I have a number of LZO-compressed log files on Amazon S3, which I want to read from PHP. The AWS SDK provides a nice StreamWrapper for reading these files efficiently, but since the files are compressed, I need to decompress the content before I can process it.
我在Amazon S3上有许多LZO压缩的日志文件,我想从PHP中读取这些文件。 AWS SDK提供了一个很好的StreamWrapper来有效地读取这些文件,但由于文件是压缩的,我需要在处理之前解压缩内容。
I have installed the PHP-LZO extension which allows me to do lzo_decompress($data)
, but since I'm dealing with a stream rather than the full file contents, I assume I'll need to consume the string one LZO compressed block at a time. In other words, I want to do something like:
我已经安装了PHP-LZO扩展,允许我做lzo_decompress($ data),但由于我正在处理流而不是完整的文件内容,我假设我需要在字符串中使用一个LZO压缩块一时间换句话说,我想做的事情如下:
$s3 = S3Client::factory( $myAwsCredentials );
$s3->registerStreamWrapper();
$stream = fopen("s3://my_bucket/my_logfile", 'r');
$compressed_data = '';
while (!feof($stream)) {
$compressed_data .= fread($stream, 1024);
// TODO: determine if we have a full LZO block yet
if (contains_full_lzo_block($compressed_data)) {
// TODO: extract the LZO block
$lzo_block = get_lzo_block($compressed_data);
$input = lzo_decompress( $lzo_block );
// ...... and do stuff to the decompressed input
}
}
fclose($stream);
The two TODO
s are where I'm unsure what to do:
这两个TODO是我不确定该做什么的地方:
- Inspecting the data stream to dtermine whether I have a full LZO block yet
- Extracting this block for decompression
检查数据流以确定我是否还有一个完整的LZO块
提取此块以进行解压缩
Since the compression was done by Amazon (s3distCp) I don't have control over the block size, so I'll probably need to inspect the incoming stream to determine how big the blocks are -- is this a correct assumption?

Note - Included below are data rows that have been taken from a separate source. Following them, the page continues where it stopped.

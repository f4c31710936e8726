//! Marketplace actors
//!
//! Users are managed by the external identity service. The booking core only
//! needs the acting user's id and role, passed explicitly into every operation.

use serde::{Deserialize, Serialize};
use std::fmt;

/// Marketplace role
#[derive(Debug, Clone, Copy, PartialEq, Eq, Serialize, Deserialize, Default)]
#[serde(rename_all = "lowercase")]
pub enum UserRole {
    /// Books vehicles
    #[default]
    Renter,
    /// Lists vehicles
    Owner,
    /// Moderates the marketplace
    Admin,
}

impl fmt::Display for UserRole {
    fn fmt(&self, f: &mut fmt::Formatter<'_>) -> fmt::Result {
        match self {
            UserRole::Renter => write!(f, "renter"),
            UserRole::Owner => write!(f, "owner"),
            UserRole::Admin => write!(f, "admin"),
        }
    }
}

impl UserRole {
    /// Parse from string (case-insensitive)
    pub fn from_str(s: &str) -> Option<Self> {
        match s.to_lowercase().as_str() {
            "renter" => Some(UserRole::Renter),
            "owner" => Some(UserRole::Owner),
            "admin" => Some(UserRole::Admin),
            _ => None,
        }
    }

    pub fn is_admin(&self) -> bool {
        matches!(self, UserRole::Admin)
    }
}

/// The user on whose behalf an operation runs
#[derive(Debug, Clone, Copy, PartialEq, Eq, Serialize, Deserialize)]
pub struct Actor {
    pub id: i64,
    pub role: UserRole,
}

impl Actor {
    pub fn new(id: i64, role: UserRole) -> Self {
        Self { id, role }
    }

    pub fn renter(id: i64) -> Self {
        Self::new(id, UserRole::Renter)
    }

    pub fn admin(id: i64) -> Self {
        Self::new(id, UserRole::Admin)
    }

    #[inline]
    pub fn is_admin(&self) -> bool {
        self.role.is_admin()
    }
}

/// Message template used for booking notifications
#[derive(Debug, Clone, Copy, PartialEq, Eq, Serialize, Deserialize)]
#[serde(rename_all = "snake_case")]
pub enum NotificationKind {
    /// Renter: booking placed, awaiting payment or approval
    BookingPending,
    /// Renter: booking paid and confirmed
    BookingConfirmed,
    /// Owner: a vehicle of theirs was booked
    VehicleBooked,
    /// Admins: cash booking needs manual settlement
    CashBookingReview,
    /// Renter and owner: booking cancelled
    BookingCancelled,
}

impl NotificationKind {
    pub fn as_str(&self) -> &'static str {
        match self {
            NotificationKind::BookingPending => "booking_pending",
            NotificationKind::BookingConfirmed => "booking_confirmed",
            NotificationKind::VehicleBooked => "vehicle_booked",
            NotificationKind::CashBookingReview => "cash_booking_review",
            NotificationKind::BookingCancelled => "booking_cancelled",
        }
    }
}

impl fmt::Display for NotificationKind {
    fn fmt(&self, f: &mut fmt::Formatter<'_>) -> fmt::Result {
        f.write_str(self.as_str())
    }
}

由于压缩是由亚马逊(s3distCp)完成的,因此我无法控制块大小,因此我可能需要检查传入流以确定块的大小 - 这是正确的假设吗?
(ideally, I'd use a custom StreamFilter directly on the stream, but I haven't been able to find anyone who has done that before)
(理想情况下,我会直接在流上使用自定义StreamFilter,但我以前找不到任何人这样做过)
1 个解决方案
#1
1
Ok executing a command via PHP can be done in many different ways, something like:
通过PHP执行命令可以通过多种方式完成,例如:
$command = 'gunzip -c /path/src /path/dest';
$escapedCommand = escapeshellcmd($command);
system($escapedCommand);
or also
shell_exec('gunzip -c /path/src /path/dest');
will do the work. Now it's a matter of what command to execute, under Linux there's a nice command line tool called lzop which extracts orcompresses lzop files.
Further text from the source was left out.